## Exercise brief
Provide the records once more, identical to the original.

## The data
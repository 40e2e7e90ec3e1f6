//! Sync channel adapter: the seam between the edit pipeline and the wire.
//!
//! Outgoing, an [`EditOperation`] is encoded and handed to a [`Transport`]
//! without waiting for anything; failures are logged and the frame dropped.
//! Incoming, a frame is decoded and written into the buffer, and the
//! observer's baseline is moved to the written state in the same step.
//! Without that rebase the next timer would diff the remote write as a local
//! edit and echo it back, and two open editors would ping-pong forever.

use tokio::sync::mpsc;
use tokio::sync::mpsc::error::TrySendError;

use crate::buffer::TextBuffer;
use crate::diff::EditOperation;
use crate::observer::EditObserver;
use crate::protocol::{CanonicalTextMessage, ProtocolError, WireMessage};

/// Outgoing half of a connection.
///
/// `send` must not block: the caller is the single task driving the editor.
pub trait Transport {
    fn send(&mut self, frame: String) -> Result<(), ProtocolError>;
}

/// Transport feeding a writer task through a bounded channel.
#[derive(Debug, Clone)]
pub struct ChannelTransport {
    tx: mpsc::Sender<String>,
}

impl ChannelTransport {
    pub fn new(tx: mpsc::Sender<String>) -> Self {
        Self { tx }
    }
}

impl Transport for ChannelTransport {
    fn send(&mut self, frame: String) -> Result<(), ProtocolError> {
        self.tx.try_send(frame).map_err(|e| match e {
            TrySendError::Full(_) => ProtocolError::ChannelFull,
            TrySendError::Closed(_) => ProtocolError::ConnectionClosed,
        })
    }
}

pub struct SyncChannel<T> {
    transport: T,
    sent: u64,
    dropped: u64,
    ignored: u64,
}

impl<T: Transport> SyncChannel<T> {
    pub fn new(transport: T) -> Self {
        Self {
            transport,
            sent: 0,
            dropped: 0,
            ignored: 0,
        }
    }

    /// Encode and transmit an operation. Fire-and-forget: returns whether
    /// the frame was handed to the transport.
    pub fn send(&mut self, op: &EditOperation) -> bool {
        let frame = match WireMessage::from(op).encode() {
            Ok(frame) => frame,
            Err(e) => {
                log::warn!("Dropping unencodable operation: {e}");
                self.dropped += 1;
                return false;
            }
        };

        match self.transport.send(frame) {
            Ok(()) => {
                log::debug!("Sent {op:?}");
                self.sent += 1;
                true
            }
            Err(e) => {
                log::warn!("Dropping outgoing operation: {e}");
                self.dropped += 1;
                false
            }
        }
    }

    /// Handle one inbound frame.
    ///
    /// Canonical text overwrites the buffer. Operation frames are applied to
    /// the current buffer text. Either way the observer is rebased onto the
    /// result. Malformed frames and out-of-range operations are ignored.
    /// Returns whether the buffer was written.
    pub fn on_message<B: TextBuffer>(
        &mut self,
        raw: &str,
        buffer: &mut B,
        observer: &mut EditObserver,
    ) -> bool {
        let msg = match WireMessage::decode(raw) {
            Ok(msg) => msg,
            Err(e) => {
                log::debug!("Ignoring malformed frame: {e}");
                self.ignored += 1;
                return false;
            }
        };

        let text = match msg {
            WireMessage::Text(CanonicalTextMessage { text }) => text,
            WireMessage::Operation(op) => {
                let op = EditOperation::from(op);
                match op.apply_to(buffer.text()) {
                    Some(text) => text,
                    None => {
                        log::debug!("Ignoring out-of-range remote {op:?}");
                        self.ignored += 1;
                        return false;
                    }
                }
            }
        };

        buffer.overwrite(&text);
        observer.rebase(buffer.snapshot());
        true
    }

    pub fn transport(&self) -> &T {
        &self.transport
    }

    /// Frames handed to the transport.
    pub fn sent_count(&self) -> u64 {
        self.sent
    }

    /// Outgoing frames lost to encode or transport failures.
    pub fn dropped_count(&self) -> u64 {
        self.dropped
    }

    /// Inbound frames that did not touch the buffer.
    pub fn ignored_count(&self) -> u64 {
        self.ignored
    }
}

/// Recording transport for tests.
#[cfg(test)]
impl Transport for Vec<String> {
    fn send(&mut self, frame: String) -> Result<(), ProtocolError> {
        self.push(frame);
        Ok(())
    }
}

## Solution for this exercise
repository 40e2e7e90ec3e1f6
//! Sync channel adapter: the seam between the edit pipeline and the wire.
//!
//! Outgoing, an [`EditOperation`] is encoded and handed to a [`Transport`]
//! without waiting for anything; failures are logged and the frame dropped.
//! Incoming, a frame is decoded and written into the buffer, and the
//! observer's baseline is moved to the written state in the same step.
//! Without that rebase the next timer would diff the remote write as a local
//! edit and echo it back, and two open editors would ping-pong forever.

use tokio::sync::mpsc;
use tokio::sync::mpsc::error::TrySendError;

use crate::buffer::TextBuffer;
use crate::diff::EditOperation;
use crate::observer::EditObserver;
use crate::protocol::{CanonicalTextMessage, ProtocolError, WireMessage};

/// Outgoing half of a connection.
///
/// `send` must not block: the caller is the single task driving the editor.
pub trait Transport {
    fn send(&mut self, frame: String) -> Result<(), ProtocolError>;
}

/// Transport feeding a writer task through a bounded channel.
#[derive(Debug, Clone)]
pub struct ChannelTransport {
    tx: mpsc::Sender<String>,
}

impl ChannelTransport {
    pub fn new(tx: mpsc::Sender<String>) -> Self {
        Self { tx }
    }
}

impl Transport for ChannelTransport {
    fn send(&mut self, frame: String) -> Result<(), ProtocolError> {
        self.tx.try_send(frame).map_err(|e| match e {
            TrySendError::Full(_) => ProtocolError::ChannelFull,
            TrySendError::Closed(_) => ProtocolError::ConnectionClosed,
        })
    }
}

pub struct SyncChannel<T> {
    transport: T,
    sent: u64,
    dropped: u64,
    ignored: u64,
}

impl<T: Transport> SyncChannel<T> {
    pub fn new(transport: T) -> Self {
        Self {
            transport,
            sent: 0,
            dropped: 0,
            ignored: 0,
        }
    }

    /// Encode and transmit an operation. Fire-and-forget: returns whether
    /// the frame was handed to the transport.
    pub fn send(&mut self, op: &EditOperation) -> bool {
        let frame = match WireMessage::from(op).encode() {
            Ok(frame) => frame,
            Err(e) => {
                log::warn!("Dropping unencodable operation: {e}");
                self.dropped += 1;
                return false;
            }
        };

        match self.transport.send(frame) {
            Ok(()) => {
                log::debug!("Sent {op:?}");
                self.sent += 1;
                true
            }
            Err(e) => {
                log::warn!("Dropping outgoing operation: {e}");
                self.dropped += 1;
                false
            }
        }
    }

    /// Handle one inbound frame.
    ///
    /// Canonical text overwrites the buffer. Operation frames are applied to
    /// the current buffer text. Either way the observer is rebased onto the
    /// result. Malformed frames and out-of-range operations are ignored.
    /// Returns whether the buffer was written.
    pub fn on_message<B: TextBuffer>(
        &mut self,
        raw: &str,
        buffer: &mut B,
        observer: &mut EditObserver,
    ) -> bool {
        let msg = match WireMessage::decode(raw) {
            Ok(msg) => msg,
            Err(e) => {
                log::debug!("Ignoring malformed frame: {e}");
                self.ignored += 1;
                return false;
            }
        };

        let text = match msg {
            WireMessage::Text(CanonicalTextMessage { text }) => text,
            WireMessage::Operation(op) => {
                let op = EditOperation::from(op);
                match op.apply_to(buffer.text()) {
                    Some(text) => text,
                    None => {
                        log::debug!("Ignoring out-of-range remote {op:?}");
                        self.ignored += 1;
                        return false;
                    }
                }
            }
        };

        buffer.overwrite(&text);
        observer.rebase(buffer.snapshot());
        true
    }

    pub fn transport(&self) -> &T {
        &self.transport
    }

    /// Frames handed to the transport.
    pub fn sent_count(&self) -> u64 {
        self.sent
    }

    /// Outgoing frames lost to encode or transport failures.
    pub fn dropped_count(&self) -> u64 {
        self.dropped
    }

    /// Inbound frames that did not touch the buffer.
    pub fn ignored_count(&self) -> u64 {
        self.ignored
    }
}

/// Recording transport for tests.
#[cfg(test)]
impl Transport for Vec<String> {
    fn send(&mut self, frame: String) -> Result<(), ProtocolError> {
        self.push(frame);
        Ok(())
    }
}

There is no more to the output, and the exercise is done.